Plant the tree in a sunny location, the more morning sun, the better. A well drained location is best. You may even wish to plant it on a mound. Water it often when the weather is warm this first summer. If you cannot plant it in your yard by June 1 this year, you must move it to a 5 gallon container on June 1 or it will quickly become "pot bound" in that gallon can! Fertilize this young tree with care. Some of our CRFG members water their tree with "Miracle Grow" at half strength, every time they water during the spring and early summer! It will go dormant as winter approaches and all of the leaves will fall.

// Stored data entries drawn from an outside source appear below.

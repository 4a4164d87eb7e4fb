use std::fs;
use std::path::PathBuf;

use anyhow::{Context, Result};
use chrono::{DateTime, Utc};
use serde::{Deserialize, Serialize};

/// Name of the per-instance record file.
const INSTANCE_FILE: &str = "instance.json";

/// Record written for a container running in instance mode, so a later
/// invocation can find it by name.
#[derive(Debug, Clone, Serialize, Deserialize)]
pub struct InstanceRecord {
    /// Random hex instance id.
    pub id: String,
    /// Engine name the instance was started with.
    pub engine: String,
    /// PID of the supervised container process.
    pub pid: u32,
    /// When the instance entered the running state.
    pub started_at: DateTime<Utc>,
}

/// Return the base state directory.
///
/// `CAPSRUN_STATE_DIR` overrides everything. Otherwise, running as root
/// (`euid == 0`) uses `/var/lib/capsrun`, and anyone else gets
/// `$HOME/.capsrun`.
pub fn state_dir() -> Result<PathBuf> {
    if let Ok(dir) = std::env::var("CAPSRUN_STATE_DIR") {
        return Ok(PathBuf::from(dir));
    }
    if nix::unistd::geteuid().is_root() {
        return Ok(PathBuf::from("/var/lib/capsrun"));
    }

    let home = std::env::var("HOME").context("HOME environment variable not set")?;
    Ok(PathBuf::from(home).join(".capsrun"))
}

/// Return the directory for a specific instance.
pub fn instance_dir(id: &str) -> Result<PathBuf> {
    Ok(state_dir()?.join(id))
}

/// Persist an instance record.
pub fn save_instance(record: &InstanceRecord) -> Result<()> {
    let dir = instance_dir(&record.id)?;
    crate::util::fs::ensure_dir(&dir)?;

    let path = dir.join(INSTANCE_FILE);
    let json =
        serde_json::to_string_pretty(record).context("failed to serialize instance record")?;
    crate::util::fs::write_file(&path, &json)?;
    Ok(())
}

/// Load an instance record by id.
pub fn load_instance(id: &str) -> Result<InstanceRecord> {
    let path = instance_dir(id)?.join(INSTANCE_FILE);
    let data = fs::read_to_string(&path)
        .with_context(|| format!("failed to read instance record {}", path.display()))?;
    serde_json::from_str(&data).context("failed to parse instance record")
}

/// Remove an instance record directory. Missing directories are fine; this
/// runs on the cleanup path, which must be idempotent.
pub fn remove_instance(id: &str) -> Result<()> {
    let dir = instance_dir(id)?;
    if dir.exists() {
        fs::remove_dir_all(&dir)
            .with_context(|| format!("failed to remove instance directory {}", dir.display()))?;
    }
    Ok(())
}

/// List ids of all recorded instances.
pub fn list_instances() -> Result<Vec<String>> {
    let dir = match state_dir() {
        Ok(d) => d,
        Err(_) => return Ok(Vec::new()),
    };
    if !dir.exists() {
        return Ok(Vec::new());
    }

    let mut ids = Vec::new();
    for entry in fs::read_dir(&dir).with_context(|| format!("failed to read {}", dir.display()))? {
        let entry = entry?;
        if entry.path().join(INSTANCE_FILE).exists() {
            if let Some(name) = entry.file_name().to_str() {
                ids.push(name.to_string());
            }
        }
    }
    ids.sort();
    Ok(ids)
}

/// Serializes tests that repoint the state directory; the environment is
/// process-global.
#[cfg(test)]
pub(crate) static TEST_STATE_LOCK: std::sync::Mutex<()> = std::sync::Mutex::new(());

#[cfg(test)]
pub(crate) fn set_test_state_dir(dir: &std::path::Path) {
    std::env::set_var("CAPSRUN_STATE_DIR", dir.as_os_str());
}

#[cfg(test)]
mod tests {
    use super::*;

    fn sample(id: &str) -> InstanceRecord {
        InstanceRecord {
            id: id.into(),
            engine: "capsule".into(),
            pid: 4242,
            started_at: Utc::now(),
        }
    }

    #[test]
    fn save_load_remove() {
        let _env = TEST_STATE_LOCK.lock().unwrap_or_else(|e| e.into_inner());
        let tmp = tempfile::tempdir().unwrap();
        set_test_state_dir(tmp.path());

        save_instance(&sample("aabbccdd11223344")).unwrap();
        let back = load_instance("aabbccdd11223344").unwrap();
        assert_eq!(back.pid, 4242);
        assert_eq!(back.engine, "capsule");

        remove_instance("aabbccdd11223344").unwrap();
        assert!(load_instance("aabbccdd11223344").is_err());
        // Removing again is a no-op, not an error.
        remove_instance("aabbccdd11223344").unwrap();
    }

    #[test]
    fn list_returns_sorted_ids() {
        let _env = TEST_STATE_LOCK.lock().unwrap_or_else(|e| e.into_inner());
        let tmp = tempfile::tempdir().unwrap();
        set_test_state_dir(tmp.path());

        save_instance(&sample("beef000000000000")).unwrap();
        save_instance(&sample("0abc000000000000")).unwrap();

        let ids = list_instances().unwrap();
        assert_eq!(ids, vec!["0abc000000000000", "beef000000000000"]);
    }
}
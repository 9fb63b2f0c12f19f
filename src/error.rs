use thiserror::Error;

use crate::position::{Orientation, Player, Position};

/// Legality rejections for board commands.
///
/// These are expected, caller-recoverable outcomes: UI code probes move and
/// placement legality at high frequency and treats them as "no". Coordinates
/// outside the fixed grids passed to low-level slot accessors are a caller
/// bug, not a rules rejection, and fault via a bounds panic instead.
#[derive(Error, Debug, Clone, Copy, PartialEq, Eq)]
pub enum RulesError {
    #[error("invalid move target {target} for {pawn}")]
    InvalidMove { pawn: Player, target: Position },

    #[error("illegal {orientation:?} wall placement at {position}")]
    IllegalPlacement {
        orientation: Orientation,
        position: Position,
    },
}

This first winter, you may prune the top of the tree off. Yes, cut that single shoot so it is only 18 to 24 inches tall. This will force the side buds to shoot out in the next spring and begin to build the main scaffold/framework for a nice tree. Most back yard apple trees are destined to be in the shape of a vase… with 3 to 5 main branches coming from the single trunk. Do not let your tree have more than 5 main branches at this point.
If you planted your apple against a wall, you may wish to train the tree to be flat, more of a fan shape or even "espalier" the tree! The good news is that apples respond to training. They will quickly adapt to any shape you wish or need.
We want the tree to work hard on building a strong foundation for the future in these early years so, we only let the tree have one or two apples the second year. Remember, it takes 55 leaves to make enough sugar to have that big apple taste just right! So, thin the apples to leave only the biggest one the second year.
Finally, if your main scaffold branches try to grow straight to the sky, you may want to pull them down gently, and over time, have these branches grow at more of an angle, even horizontal for the first few feet!
30 September 2014 Update
This is the Grimes Delicious, the one that my father-in-law grafted. The one that I grafted did not take so there is not Arkansas Black.
The Grimes Delicious is doing well and I've been following the instructions to cut away all but the strongest bud and soon I'll lop off the top to make it grown like a vase.